Seorang pembarong, harus memiliki kekuatan ekstra. Dia harus mempunyai kekuatan rahang yang baik, untuk menahan dengan gigitannya beban “Dadak Merak” yakni sebentuk kepala harimau dihiasi ratusan helai bulu-bulu burung merak setinggi dua meter yang beratnya bisa mencapai 50-an kilogram selama masa pertunjukan. Konon kekuatan gaib sering dipakai pembarong untuk menambah kekuatan ekstra ini, salah satunya dengan cara memakai susuk, di leher pembarong. Untuk menjadi pembarong tidak cukup hanya dengan tubuh yang kuat. Seorang pembarong pun harus dilengkapi dengan sesuatu yang disebut kalangan pembarong dengan wahyu yang diyakini para pembarong sebagai sesuatu yang amat penting dalam hidup mereka. Tanpa diberkati wahyu, tarian yang ditampilkan seorang pembarong tidak akan tampak luwes dan enak untuk ditonton. Namun demikian persepsi misitis pembarong kini digeser dan lebih banyak dilakukan dengan pendekatan rasional. Menurut seorang sesepuh Reog, Mbah Wo Kucing “Reog itu nggak perlu ndadi. Kalau ndadi itu ya namanya bukan reog, itu jathilan. Dalam reog, yang perlu kan keindahannya“.
Legenda Cerita Reog
Reog dimanfaatkan sebagai sarana mengumpulkan massa dan merupakan
saluran komunikasi yang efektif bagi penguasa pada waktu itu. Ki Ageng Mirah
kemudian membuat cerita legendaris mengenai Kerajaan Bantaranangin yang oleh
sebagian besar masyarakat Ponorogo dipercaya sebagai sejarah. Adipati
Batorokatong yang beragama Islam juga memanfaatkan barongan ini untuk
menyebarkan agama Islam. Nama Singa Barongan kemudian diubah menjadi Reog, yang
berasal dari kata Riyoqun, yang berarti khusnul khatimah yang bermakna walaupun
sepanjang hidupnya bergelimang dosa, namun bila akhirnya sadar dan bertaqwa
kepada Allah, maka surga jaminannya. Selanjutnya kesenian reog terus
berkembang seiring dengan perkembangan zaman. Kisah reog terus menyadur cerita
ciptaan Ki Ageng Mirah yang diteruskan mulut ke mulut, dari generasi ke
generasi.
Menurut legenda Reog atau Barongan bermula dari kisah Demang Ki
Ageng Kutu Suryonggalan yang ingin menyindir Raja Majapahit, Prabu Brawijaya V.

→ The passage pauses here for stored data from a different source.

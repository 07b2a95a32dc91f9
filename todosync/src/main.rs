//! Command-line driver for todosync.
//!
//! Fetches every list and its tasks from the service, optionally creates a
//! list and a task, then prints the stores.
//!
//! ```bash
//! TODOSYNC_API_URL=https://todo.example.com/api/1.1 \
//! TODOSYNC_API_KEY=secret \
//!     todosync "Groceries" "Buy milk"
//! ```
//!
//! Set `TODOSYNC_METRICS_ADDR` (e.g. `0.0.0.0:9000`) to expose Prometheus
//! metrics while the command runs. Pass `--json` to print the state as JSON.

use anyhow::Context;
use std::time::Duration;
use todosync::{HttpTaskApi, OperationStatus, RequestStatus, TodoApp};
use tracing_subscriber::{layer::SubscriberExt, util::SubscriberInitExt};

const ENV_METRICS_ADDR: &str = "TODOSYNC_METRICS_ADDR";

#[tokio::main]
async fn main() -> anyhow::Result<()> {
    tracing_subscriber::registry()
        .with(
            tracing_subscriber::EnvFilter::try_from_default_env()
                .unwrap_or_else(|_| "info,todosync=debug".into()),
        )
        .with(tracing_subscriber::fmt::layer())
        .init();

    if let Ok(addr) = std::env::var(ENV_METRICS_ADDR) {
        let addr = addr
            .parse()
            .with_context(|| format!("{ENV_METRICS_ADDR}={addr} is not a socket address"))?;
        todosync_runtime::metrics::install_prometheus(addr)?;
    }

    let (json, titles): (Vec<String>, Vec<String>) =
        std::env::args().skip(1).partition(|arg| arg == "--json");
    let mut titles = titles.into_iter();

    let api = HttpTaskApi::from_env().context("invalid service configuration")?;
    tracing::info!(base_url = %api.config().base_url, "Connecting to todo-list service");
    let app = TodoApp::new(api);

    report("fetch lists", &app.fetch_todolists().await?);

    if let Some(list_title) = titles.next() {
        report("create list", &app.create_todolist(list_title.as_str()).await?);

        let created = app
            .todolists()
            .await
            .into_iter()
            .rev()
            .find(|list| list.title == list_title);

        if let (Some(list), Some(task_title)) = (created, titles.next()) {
            report("add task", &app.add_task(list.id, task_title).await?);
        }
    }

    if json.is_empty() {
        for list in app.todolists().await {
            println!("{} [{:?}]", list.title, list.filter);
            for task in app.visible_tasks(&list.id).await {
                let mark = if task.is_completed() { "x" } else { " " };
                println!("  [{mark}] {}", task.title);
            }
        }
    } else {
        let state = app.store().state(Clone::clone).await;
        println!("{}", serde_json::to_string_pretty(&state)?);
    }

    app.shutdown(Duration::from_secs(5)).await?;
    Ok(())
}

fn report(what: &str, status: &OperationStatus) {
    match status.status {
        RequestStatus::Failed => {
            tracing::error!(
                op = %status.id,
                error = status.error.as_deref().unwrap_or_default(),
                "{what} failed"
            );
        },
        _ => tracing::info!(op = %status.id, "{what}: {:?}", status.status),
    }
}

Sang Prabu pada waktu itu sering tidak memenuhi kewajibannya karena terlalu
dipengaruhi dan dikendalikan oleh sang permaisuri. Oleh karena itu dibuatlah
barongan yang terbuat dari kulit macan gembong (harimau Jawa) yang ditunggangi
burung merak. Sang prabu dilambangkan sebagai harimau sedangkan merak yang
menungganginya melambangkan sang permaisuri. Selain itu agar sindirannya
tersebut aman, Ki Ageng melindunginya dengan pasukan terlatih yang diperkuat
dengan jajaran para warok yang sakti mandraguna. Di masa kekuasaan Adipati
Batorokatong yang memerintah Ponorogo sekitar 500 tahun lalu, reog mulai
berkembang menjadi kesenian rakyat. Pendamping Adipati yang bernama Ki Ageng
Mirah menggunakan reog untuk mengembangkan kekuasaannya.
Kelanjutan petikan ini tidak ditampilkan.